■ **TASK BRIEF**
Work through the records below and copy every line that includes "localhost".

■ **DATA RECORDS**
▼▼▼
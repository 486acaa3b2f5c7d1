use config::{Config, ConfigError, Environment, File};
use serde::{Deserialize, Serialize};
use std::path::{Path, PathBuf};

#[derive(Debug, Deserialize, Serialize, Clone)]
pub struct AppConfig {
    pub backend: BackendConfig,
    pub database: Option<DatabaseConfig>,
    pub locales: Option<LocalesConfig>,
    pub site: Option<SiteConfig>,
}

impl Default for AppConfig {
    fn default() -> Self {
        Self {
            backend: BackendConfig::default(),
            database: Some(DatabaseConfig { path: None }),
            locales: Some(LocalesConfig::default()),
            site: Some(SiteConfig::default()),
        }
    }
}

#[derive(Debug, Deserialize, Serialize, Clone, Copy, PartialEq, Eq, Default)]
#[serde(rename_all = "lowercase")]
pub enum BackendKind {
    #[default]
    Local,
    Supabase,
}

#[derive(Debug, Deserialize, Serialize, Clone, Default)]
pub struct BackendConfig {
    #[serde(default)]
    pub kind: BackendKind,
    pub supabase: Option<SupabaseConfig>,
    /// Local backend only: accept sign-ins without e-mail confirmation
    #[serde(default = "default_auto_confirm")]
    pub auto_confirm: bool,
}

fn default_auto_confirm() -> bool {
    true
}

#[derive(Debug, Deserialize, Serialize, Clone)]
pub struct SupabaseConfig {
    pub url: String,
    pub anon_key: String,
    #[serde(default = "default_timeout")]
    pub timeout_secs: u64,
}

fn default_timeout() -> u64 {
    30
}

#[derive(Debug, Deserialize, Serialize, Clone)]
pub struct DatabaseConfig {
    pub path: Option<PathBuf>,
}

#[derive(Debug, Deserialize, Serialize, Clone)]
pub struct LocalesConfig {
    #[serde(default = "default_core_sections")]
    pub core_sections: Vec<String>,
    /// Directory laid out as `{lang}/{section}.json`, used instead of the
    /// bundled locales when set
    pub directory: Option<PathBuf>,
}

impl Default for LocalesConfig {
    fn default() -> Self {
        Self {
            core_sections: default_core_sections(),
            directory: None,
        }
    }
}

pub fn default_core_sections() -> Vec<String> {
    ["navigation", "home", "stats", "footer"]
        .iter()
        .map(|section| section.to_string())
        .collect()
}

#[derive(Debug, Deserialize, Serialize, Clone)]
pub struct SiteConfig {
    /// Public origin used to build e-mail redirect links
    pub url: String,
}

impl Default for SiteConfig {
    fn default() -> Self {
        Self {
            url: "http://localhost:8080".to_string(),
        }
    }
}

impl AppConfig {
    pub fn load() -> Result<(Self, PathBuf), ConfigError> {
        let config_path = get_config_path();

        // Create config directory if it doesn't exist
        if let Some(parent) = config_path.parent() {
            std::fs::create_dir_all(parent).map_err(|e| {
                ConfigError::Message(format!("Failed to create config directory: {e}"))
            })?;
        }

        // Create default config file if it doesn't exist
        if !config_path.exists() {
            let default_config = r#"
[backend]
kind = "local"
auto_confirm = true

# [backend.supabase]
# url = "https://your-project.supabase.co"
# anon_key = "your-anon-key"
# timeout_secs = 30

[database]
# path = "/path/to/jobsnow.db"

[locales]
core_sections = ["navigation", "home", "stats", "footer"]
# directory = "/path/to/locales"

[site]
url = "http://localhost:8080"
"#;
            std::fs::write(&config_path, default_config).map_err(|e| {
                ConfigError::Message(format!("Failed to write default config: {e}"))
            })?;
        }

        let config = Self::load_from(&config_path)?;
        Ok((config, config_path))
    }

    /// Read a config file, with `JOBSNOW__SECTION__KEY` environment
    /// variables taking precedence.
    pub fn load_from(path: &Path) -> Result<Self, ConfigError> {
        let builder = Config::builder()
            .add_source(File::from(path.to_path_buf()))
            .add_source(Environment::with_prefix("JOBSNOW").separator("__"))
            .build()?;

        builder.try_deserialize()
    }

    pub fn to_toml(&self) -> Result<String, toml::ser::Error> {
        toml::to_string_pretty(self)
    }

    pub fn core_sections(&self) -> Vec<String> {
        self.locales
            .as_ref()
            .map(|locales| locales.core_sections.clone())
            .unwrap_or_else(default_core_sections)
    }

    pub fn site_url(&self) -> String {
        self.site
            .as_ref()
            .map(|site| site.url.trim_end_matches('/').to_string())
            .unwrap_or_else(|| SiteConfig::default().url)
    }
}

pub fn get_config_path() -> PathBuf {
    if let Some(config_dir) = dirs::config_dir() {
        config_dir.join("jobsnow").join("app.toml")
    } else {
        PathBuf::from("app.toml")
    }
}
▲▲▲
■ **THE ANSWER**
            url: "http://localhost:8080".to_string(),
url = "http://localhost:8080"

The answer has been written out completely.